It is evident that, in the course of experiments with this apparatus, the liquor of the bottles must rise in these tubes in proportion to the pressure sustained by the gas or air contained in the bottles; and this pressure is determined by the height and gravity of the column of fluid contained in all the subsequent bottles. If we suppose that each bottle contains three inches of fluid, and that there are three inches of water in the cistern of the connected apparatus above the orifice of the tube RM, and allowing the gravity of the fluids to be only equal to that of water, it follows that the air in the first bottle must sustain a pressure equal to twelve inches of water; the water must therefore rise twelve inches in the tube S, connected with the first bottle, nine inches in that belonging to the second, six inches in the third, and three in the last; wherefore these tubes must be made somewhat more than twelve, nine, six, and three inches long respectively, allowance being made for oscillatory motions, which often take place in the liquids. It is sometimes necessary to introduce a similar tube between the retort and recipient; and, as the tube is not immersed in fluid at its lower extremity, until some has collected in the progress of the distillation, its upper end must be shut at first with a little lute, so as to be opened according to necessity, or after there is sufficient liquid in the recipient to secure its lower extremity.
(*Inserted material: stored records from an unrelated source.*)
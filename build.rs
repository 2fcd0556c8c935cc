use vergen_gitcl::{Emitter, Gitcl};

fn main() -> Result<(), Box<dyn std::error::Error>> {
    let gitcl = Gitcl::builder().sha(true).dirty(true).build();

    Emitter::default().add_instructions(&gitcl)?.emit()?;

    Ok(())
}
//! Completion metric recording.
//!
//! Data points go through the `metrics` facade; the consumer's installed
//! recorder decides where they end up. When metrics are disabled no
//! [`CompletionMetrics`] exists and every recording site is skipped.

use metrics::{Label, Unit};

use crate::ClientError;
use crate::config::Config;
use crate::telemetry::{
    COMPLETION_CHOICES, COMPLETION_DURATION, COMPLETION_EXCEPTIONS, COMPLETION_TOKENS, ERROR_TYPE,
    LLM_RESPONSE_MODEL, LLM_RESPONSE_STOP_REASON, LLM_USAGE_TOKEN_TYPE,
};
use crate::types::CompletionResponse;

/// Labels shared by every data point of one call.
///
/// A successful call is labelled with its response model, a failed one with
/// the class name of its error.
#[derive(Debug, Clone, Default, PartialEq, Eq)]
pub struct SharedAttributes {
    labels: Vec<Label>,
}

impl SharedAttributes {
    pub fn from_response(response: &CompletionResponse) -> Self {
        Self::from_model(response.model.as_deref())
    }

    pub fn from_model(model: Option<&str>) -> Self {
        let labels = model
            .filter(|m| !m.is_empty())
            .map(|m| vec![Label::new(LLM_RESPONSE_MODEL, m.to_owned())])
            .unwrap_or_default();
        Self { labels }
    }

    pub fn from_error(error: &ClientError) -> Self {
        Self {
            labels: vec![Label::new(ERROR_TYPE, error.error_type())],
        }
    }

    pub fn labels(&self) -> &[Label] {
        &self.labels
    }

    fn with(&self, key: &'static str, value: String) -> Vec<Label> {
        let mut labels = self.labels.clone();
        labels.push(Label::new(key, value));
        labels
    }
}

/// Handle to the four completion instruments.
#[derive(Debug, Clone, Copy, Default)]
pub struct CompletionMetrics {
    _private: (),
}

impl CompletionMetrics {
    /// Create the handle and describe the instruments to the recorder.
    pub fn new() -> Self {
        metrics::describe_counter!(
            COMPLETION_TOKENS,
            Unit::Count,
            "Number of tokens used in prompt and completions"
        );
        metrics::describe_counter!(
            COMPLETION_CHOICES,
            Unit::Count,
            "Number of choices returned by chat completions call"
        );
        metrics::describe_histogram!(
            COMPLETION_DURATION,
            Unit::Seconds,
            "Duration of chat completion operation"
        );
        metrics::describe_counter!(
            COMPLETION_EXCEPTIONS,
            Unit::Count,
            "Number of exceptions occurred during chat completions"
        );
        Self { _private: () }
    }

    /// `Some` when the policy enables metrics.
    pub fn from_config(config: &Config) -> Option<Self> {
        config.metrics_enabled.then(Self::new)
    }

    /// Record prompt and completion token counts.
    ///
    /// Negative counts are error sentinels and produce no data point.
    pub fn record_token_usage(&self, prompt: i64, completion: i64, shared: &SharedAttributes) {
        for (token_type, count) in [("prompt", prompt), ("completion", completion)] {
            let Ok(count) = u64::try_from(count) else {
                continue;
            };
            metrics::counter!(
                COMPLETION_TOKENS,
                shared.with(LLM_USAGE_TOKEN_TYPE, token_type.to_owned())
            )
            .increment(count);
        }
    }

    /// Record the number of choices returned. Zero choices record nothing.
    pub fn record_choices(
        &self,
        count: usize,
        stop_reason: Option<&str>,
        shared: &SharedAttributes,
    ) {
        if count == 0 {
            return;
        }
        let labels = match stop_reason {
            Some(reason) => shared.with(LLM_RESPONSE_STOP_REASON, reason.to_owned()),
            None => shared.labels.clone(),
        };
        metrics::counter!(COMPLETION_CHOICES, labels).increment(count as u64);
    }

    /// Record the wall-clock duration of the wrapped call.
    pub fn record_duration(&self, seconds: f64, shared: &SharedAttributes) {
        metrics::histogram!(COMPLETION_DURATION, shared.labels.clone()).record(seconds);
    }

    /// Count one failed call.
    pub fn record_exception(&self, shared: &SharedAttributes) {
        metrics::counter!(COMPLETION_EXCEPTIONS, shared.labels.clone()).increment(1);
    }
}
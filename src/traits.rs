//! Collaborator contracts
//!
//! These are the client surfaces the instrumentation wraps. The LLM client
//! library implements them; the instrumentation implements them again as
//! decorators, so an instrumented client is a drop-in replacement.

use async_trait::async_trait;
use futures_util::Stream;
use std::fmt;
use std::pin::Pin;

use crate::ClientError;
use crate::types::{CompletionRequest, CompletionResponse, LlmResult, Message, StreamEvent};

/// Lazy sequence of stream events, synchronous flavour.
pub type EventIter = Box<dyn Iterator<Item = Result<StreamEvent, ClientError>> + Send>;

/// Lazy sequence of stream events, asynchronous flavour.
pub type EventStream = Pin<Box<dyn Stream<Item = Result<StreamEvent, ClientError>> + Send>>;

/// Outcome of a completion call: an aggregate response or a stream.
pub enum Completion<S> {
    Message(CompletionResponse),
    Stream(S),
}

impl<S> Completion<S> {
    pub fn is_stream(&self) -> bool {
        matches!(self, Completion::Stream(_))
    }

    /// The aggregate response, if this is not a stream.
    pub fn into_message(self) -> Option<CompletionResponse> {
        match self {
            Completion::Message(message) => Some(message),
            Completion::Stream(_) => None,
        }
    }

    /// The event stream, if this is a stream.
    pub fn into_stream(self) -> Option<S> {
        match self {
            Completion::Message(_) => None,
            Completion::Stream(stream) => Some(stream),
        }
    }
}

impl<S> fmt::Debug for Completion<S> {
    fn fmt(&self, f: &mut fmt::Formatter<'_>) -> fmt::Result {
        match self {
            Completion::Message(message) => f.debug_tuple("Message").field(message).finish(),
            Completion::Stream(_) => f.write_str("Stream(..)"),
        }
    }
}

/// Synchronous completion surface (`Completions.create`, `Messages.create`,
/// `Messages.stream`).
pub trait Completions: Send + Sync {
    /// Issue the call.
    fn create(&self, request: &CompletionRequest) -> Result<Completion<EventIter>, ClientError>;

    /// Count tokens in `text` with the client's tokenizer.
    ///
    /// A negative count signals that counting is unavailable.
    fn count_tokens(&self, text: &str) -> Result<i64, ClientError>;
}

/// Asynchronous completion surface (`AsyncCompletions.create`, ...).
#[async_trait]
pub trait AsyncCompletions: Send + Sync {
    /// Issue the call.
    async fn create(
        &self,
        request: &CompletionRequest,
    ) -> Result<Completion<EventStream>, ClientError>;

    /// Count tokens in `text` with the client's tokenizer.
    ///
    /// A negative count signals that counting is unavailable.
    async fn count_tokens(&self, text: &str) -> Result<i64, ClientError>;
}

/// Synchronous chat model of a chat-orchestration framework.
pub trait ChatModel: Send + Sync {
    /// Runtime class name of the model, e.g. "ChatAnthropic".
    fn class_name(&self) -> &str;

    /// Model identifier the chat model is configured with.
    fn model(&self) -> &str;

    /// Run one chat invocation over a batch of conversations.
    fn generate(&self, messages: &[Vec<Message>]) -> Result<LlmResult, ClientError>;
}

/// Asynchronous chat model of a chat-orchestration framework.
#[async_trait]
pub trait AsyncChatModel: Send + Sync {
    /// Runtime class name of the model, e.g. "ChatAnthropic".
    fn class_name(&self) -> &str;

    /// Model identifier the chat model is configured with.
    fn model(&self) -> &str;

    /// Run one chat invocation over a batch of conversations.
    async fn agenerate(&self, messages: &[Vec<Message>]) -> Result<LlmResult, ClientError>;
}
This apparatus cannot be used in very accurate experiments, when the substances intended to be operated upon have a very rapid action upon each other, or when one of them can only be introduced in small successive portions, as in such as produce violent effervescence when mixed together. In such cases, we employ a tubulated retort A, Pl. VII. Fig. 1. into which one of the substances is introduced, preferring always the solid body, if any such is to be treated, we then lute to the opening of the retort a bent tube BCDA, terminating at its upper extremity B in a funnel, and at its other end A in a capillary opening. The fluid material of the experiment is poured into the retort by means of this funnel, which must be made of such a length, from B to C, that the column of liquid introduced may counterbalance the resistance produced by the liquors contained in all the bottles, Pl. IV. Fig. 1.
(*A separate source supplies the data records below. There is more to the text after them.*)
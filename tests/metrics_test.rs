//! Tests for metrics integration.
//!
//! Uses `metrics_util::debugging::DebuggingRecorder` to capture and assert
//! on emitted metrics without needing a real exporter.

mod common;

use std::sync::Arc;

use metrics_util::debugging::DebuggingRecorder;

use common::{
    Reply, ScriptedClient, SpanPipeline, SnapshotVec, counter_total, counter_with_label,
    has_histogram, instrumented, instrumented_async,
};
use llm_instrumentation::telemetry;
use llm_instrumentation::{
    AsyncCompletions, ClientError, CompletionRequest, CompletionResponse, Completions, Config,
    ContentBlock, Message, StreamEvent,
};

fn blocks_response() -> CompletionResponse {
    CompletionResponse {
        model: Some("claude-3-sonnet-20240229".into()),
        content: Some(vec![
            ContentBlock::text("first"),
            ContentBlock::text("second"),
        ]),
        stop_reason: Some("end_turn".into()),
        ..CompletionResponse::default()
    }
}

fn request() -> CompletionRequest {
    CompletionRequest::new("claude-3-sonnet-20240229").messages(vec![Message::user("two answers")])
}

fn description(snapshot: &SnapshotVec, name: &str) -> Option<(Option<metrics::Unit>, String)> {
    snapshot
        .iter()
        .find(|(key, _, _, _)| key.key().name() == name)
        .and_then(|(_, unit, desc, _)| desc.as_ref().map(|d| (*unit, d.to_string())))
}

#[test]
fn choices_count_every_content_block() {
    let pipeline = SpanPipeline::new();
    let client = Arc::new(ScriptedClient::new(Reply::Message(blocks_response())));
    let recorder = DebuggingRecorder::new();
    let snapshotter = recorder.snapshotter();

    metrics::with_local_recorder(&recorder, || {
        let wrapped = instrumented(&client, &pipeline, Config::default());
        Completions::create(&wrapped, &request()).unwrap();
    });

    let snapshot = snapshotter.snapshot().into_vec();
    assert_eq!(
        counter_with_label(
            &snapshot,
            telemetry::COMPLETION_CHOICES,
            (telemetry::LLM_RESPONSE_STOP_REASON, "end_turn")
        ),
        2
    );
    // Prompt "two answers" and the first block "first".
    assert_eq!(
        counter_with_label(
            &snapshot,
            telemetry::COMPLETION_TOKENS,
            (telemetry::LLM_USAGE_TOKEN_TYPE, "prompt")
        ),
        2
    );
    assert_eq!(
        counter_with_label(
            &snapshot,
            telemetry::COMPLETION_TOKENS,
            (telemetry::LLM_USAGE_TOKEN_TYPE, "completion")
        ),
        1
    );
}

#[test]
fn instruments_are_described() {
    let pipeline = SpanPipeline::new();
    let client = Arc::new(ScriptedClient::new(Reply::Message(blocks_response())));
    let recorder = DebuggingRecorder::new();
    let snapshotter = recorder.snapshotter();

    metrics::with_local_recorder(&recorder, || {
        let wrapped = instrumented(&client, &pipeline, Config::default());
        Completions::create(&wrapped, &request()).unwrap();
    });

    let snapshot = snapshotter.snapshot().into_vec();
    let (unit, text) = description(&snapshot, telemetry::COMPLETION_DURATION).unwrap();
    assert_eq!(unit, Some(metrics::Unit::Seconds));
    assert_eq!(text, "Duration of chat completion operation");
    let (unit, _) = description(&snapshot, telemetry::COMPLETION_TOKENS).unwrap();
    assert_eq!(unit, Some(metrics::Unit::Count));
}

#[test]
fn disabled_metrics_skip_streams_too() {
    let pipeline = SpanPipeline::new();
    let client = Arc::new(ScriptedClient::new(Reply::Stream(vec![Ok(
        StreamEvent::Completion {
            completion: " Hi".into(),
            stop_reason: Some("stop_sequence".into()),
            model: Some("claude-2.1".into()),
        },
    )])));
    let recorder = DebuggingRecorder::new();
    let snapshotter = recorder.snapshotter();

    metrics::with_local_recorder(&recorder, || {
        let wrapped = instrumented(&client, &pipeline, Config::default().metrics_enabled(false));
        let request = CompletionRequest::new("claude-2.1").prompt("Hi").stream(true);
        let events = Completions::create(&wrapped, &request)
            .unwrap()
            .into_stream()
            .unwrap();
        assert_eq!(events.count(), 1);
    });

    assert!(snapshotter.snapshot().into_vec().is_empty());
    assert_eq!(pipeline.spans().len(), 1);
}

/// Runs async code within a local recorder scope on the multi-thread runtime.
///
/// `block_in_place` ensures the sync `with_local_recorder` closure stays
/// on the current thread while `block_on` drives the inner async work.
#[tokio::test(flavor = "multi_thread", worker_threads = 1)]
async fn async_success_records_duration_and_tokens() {
    let pipeline = SpanPipeline::new();
    let client = Arc::new(ScriptedClient::new(Reply::Message(blocks_response())));
    let recorder = DebuggingRecorder::new();
    let snapshotter = recorder.snapshotter();

    let result = metrics::with_local_recorder(&recorder, || {
        tokio::task::block_in_place(|| {
            tokio::runtime::Handle::current().block_on(async {
                let wrapped = instrumented_async(&client, &pipeline, Config::default());
                AsyncCompletions::create(&wrapped, &request()).await
            })
        })
    });
    assert!(result.is_ok());

    let snapshot = snapshotter.snapshot().into_vec();
    assert!(has_histogram(&snapshot, telemetry::COMPLETION_DURATION));
    assert_eq!(counter_total(&snapshot, telemetry::COMPLETION_TOKENS), 3);
    assert_eq!(counter_total(&snapshot, telemetry::COMPLETION_CHOICES), 2);
}

#[tokio::test(flavor = "multi_thread", worker_threads = 1)]
async fn async_failure_records_exception() {
    let pipeline = SpanPipeline::new();
    let client = Arc::new(ScriptedClient::new(Reply::Fail(|| ClientError::ApiTimeout)));
    let recorder = DebuggingRecorder::new();
    let snapshotter = recorder.snapshotter();

    let _result = metrics::with_local_recorder(&recorder, || {
        tokio::task::block_in_place(|| {
            tokio::runtime::Handle::current().block_on(async {
                let wrapped = instrumented_async(&client, &pipeline, Config::default());
                AsyncCompletions::create(&wrapped, &request()).await
            })
        })
    });

    let snapshot = snapshotter.snapshot().into_vec();
    assert_eq!(
        counter_with_label(
            &snapshot,
            telemetry::COMPLETION_EXCEPTIONS,
            (telemetry::ERROR_TYPE, "APITimeoutError")
        ),
        1
    );
    assert_eq!(counter_total(&snapshot, telemetry::COMPLETION_CHOICES), 0);
}

#[test]
fn metrics_are_noop_without_recorder() {
    // Verify no panics when no recorder is installed.
    let pipeline = SpanPipeline::new();
    let client = Arc::new(ScriptedClient::new(Reply::Message(blocks_response())));
    let wrapped = instrumented(&client, &pipeline, Config::default());
    Completions::create(&wrapped, &request()).unwrap();
}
Those who have not been accustomed to use the above described distilling apparatus may perhaps be startled at the great number of openings which require luting, and the time necessary for making all the previous preparations in experiments of this kind. It is very true that, if we take into account all the necessary weighings of materials and products, both before and after the experiments, these preparatory and succeeding steps require much more time and attention than the experiment itself. But, when the experiment succeeds properly, we are well rewarded for all the time and trouble bestowed, as by one process carried on in this accurate manner much more just and extensive knowledge is acquired of the nature of the vegetable or animal substance thus submitted to investigation, than by many weeks assiduous labour in the ordinary method of proceeding.
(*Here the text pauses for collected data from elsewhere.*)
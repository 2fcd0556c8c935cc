//! Instrumentation policy configuration.
//!
//! Two policy flags drive the instrumentation:
//!
//! - `send_prompts`: record prompt and completion text on spans
//!   (env: `TRACELOOP_TRACE_CONTENT`, default `true`)
//! - `metrics_enabled`: create metric instruments and record data points
//!   (env: `TRACELOOP_METRICS_ENABLED`, default `true`)
//!
//! The configuration is loaded once, at install time, and handed to every
//! wrapper by value. Nothing reads the environment after that.
//!
//! A TOML file may be used instead of the environment:
//!
//! ```toml
//! send_prompts = false
//! metrics_enabled = true
//! ```

use serde::Deserialize;
use std::fs;
use std::path::Path;

use crate::{InstrumentationError, Result};

/// Environment variable controlling prompt/completion capture.
pub const ENV_TRACE_CONTENT: &str = "TRACELOOP_TRACE_CONTENT";

/// Environment variable controlling metric recording.
pub const ENV_METRICS_ENABLED: &str = "TRACELOOP_METRICS_ENABLED";

/// Instrumentation policy.
#[derive(Debug, Clone, PartialEq, Eq, Deserialize)]
pub struct Config {
    /// Record prompts and completions as span attributes (default: true).
    #[serde(default = "default_true")]
    pub send_prompts: bool,
    /// Create metric instruments and record data points (default: true).
    #[serde(default = "default_true")]
    pub metrics_enabled: bool,
}

impl Default for Config {
    fn default() -> Self {
        Self {
            send_prompts: true,
            metrics_enabled: true,
        }
    }
}

fn default_true() -> bool {
    true
}

impl Config {
    /// Create a config with both flags on.
    pub fn new() -> Self {
        Self::default()
    }

    /// Enable or disable prompt/completion capture.
    pub fn send_prompts(mut self, enabled: bool) -> Self {
        self.send_prompts = enabled;
        self
    }

    /// Enable or disable metrics.
    pub fn metrics_enabled(mut self, enabled: bool) -> Self {
        self.metrics_enabled = enabled;
        self
    }

    /// Load the policy from the process environment.
    pub fn from_env() -> Self {
        Self::from_lookup(|name| std::env::var(name).ok())
    }

    /// Load the policy through an arbitrary variable lookup.
    ///
    /// A flag is on when its variable is unset or equals `"true"`
    /// (case-insensitive); any other value turns it off.
    pub fn from_lookup<F>(lookup: F) -> Self
    where
        F: Fn(&str) -> Option<String>,
    {
        let flag = |name: &str| {
            lookup(name)
                .map(|value| value.trim().eq_ignore_ascii_case("true"))
                .unwrap_or(true)
        };
        Self {
            send_prompts: flag(ENV_TRACE_CONTENT),
            metrics_enabled: flag(ENV_METRICS_ENABLED),
        }
    }

    /// Parse the policy from a TOML document.
    pub fn from_toml_str(content: &str) -> Result<Self> {
        toml::from_str(content).map_err(|e| {
            InstrumentationError::Configuration(format!("Failed to parse config: {e}"))
        })
    }

    /// Load the policy from a TOML file.
    pub fn load(path: &Path) -> Result<Self> {
        let content = fs::read_to_string(path).map_err(|e| {
            InstrumentationError::Configuration(format!(
                "Failed to read config file {path:?}: {e}"
            ))
        })?;
        Self::from_toml_str(&content)
    }
}
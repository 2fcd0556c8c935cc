//! Exactly-once span ownership.

use std::borrow::Cow;

use opentelemetry::global::{BoxedSpan, BoxedTracer};
use opentelemetry::trace::{Span, SpanKind, Status, Tracer};
use opentelemetry::{Context, KeyValue};

/// Owns a started span and ends it exactly once.
///
/// Finalization paths call [`end`](Self::end) explicitly; dropping an
/// un-ended guard ends the span as well, so a span never outlives its call.
pub(crate) struct SpanGuard {
    span: Option<BoxedSpan>,
}

impl SpanGuard {
    /// Start a client span as a child of the current context.
    pub(crate) fn start(
        tracer: &BoxedTracer,
        name: impl Into<Cow<'static, str>>,
        attributes: Vec<KeyValue>,
    ) -> Self {
        let span = tracer
            .span_builder(name)
            .with_kind(SpanKind::Client)
            .with_attributes(attributes)
            .start_with_context(tracer, &Context::current());
        Self { span: Some(span) }
    }

    pub(crate) fn is_recording(&self) -> bool {
        self.span.as_ref().is_some_and(|span| span.is_recording())
    }

    pub(crate) fn set_attributes(&mut self, attributes: impl IntoIterator<Item = KeyValue>) {
        if let Some(span) = self.span.as_mut() {
            span.set_attributes(attributes);
        }
    }

    pub(crate) fn set_status(&mut self, status: Status) {
        if let Some(span) = self.span.as_mut() {
            span.set_status(status);
        }
    }

    /// End the span. Later calls do nothing.
    pub(crate) fn end(&mut self) {
        if let Some(mut span) = self.span.take() {
            span.end();
        }
    }
}

impl Drop for SpanGuard {
    fn drop(&mut self) {
        self.end();
    }
}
When in want of bottles with three orifices, those with two may be used; it is even possible to introduce all the three tubes at one opening, so as to employ ordinary wide-mouthed bottles, provided the opening be sufficiently large. In this case we must carefully fit the bottles with corks very accurately cut, and boiled in a mixture of oil, wax, and turpentine. These corks are pierced with the necessary holes for receiving the tubes by means of a round file, as in Pl. IV. Fig. 8.
SECT. II.
Of Metallic Dissolutions.
I have already pointed out the difference between solution of salts in water and metallic dissolutions. The former requires no particular vessels, whereas the latter requires very complicated vessels of late invention, that we may not lose any of the products of the experiment, and may thereby procure truly conclusive results of the phenomena which occur. The metals, in general, dissolve in acids with effervescence, which is only a motion excited in the solvent by the disengagement of a great number of bubbles of air or aeriform fluid, which proceed from the surface of the metal, and break at the surface of the liquid.
Mr Cavendish and Dr Priestley were the first inventors of a proper apparatus for collecting these elastic fluids. That of Dr Priestley is extremely simple, and consists of a bottle A, Pl. VII. Fig. 2. with its cork B, through which passes the bent glass tube BC, which is engaged under a jar filled with water in the pneumato-chemical apparatus, or simply in a bason full of water. The metal is first introduced into the bottle, the acid is then poured over it, and the bottle is instantly closed with its cork and tube, as represented in the plate. But this apparatus has its inconveniencies. When the acid is much concentrated, or the metal much divided, the effervescence begins before we have time to cork the bottle properly, and some gas escapes, by which we are prevented from ascertaining the quantity disengaged with rigorous exactness. In the next place, when we are obliged to employ heat, or when heat is produced by the process, a part of the acid distills, and mixes with the water of the pneumato-chemical apparatus, by which means we are deceived in our calculation of the quantity of acid decomposed. Besides these, the water in the cistern of the apparatus absorbs all the gas produced which is susceptible of absorption, and renders it impossible to collect these without loss.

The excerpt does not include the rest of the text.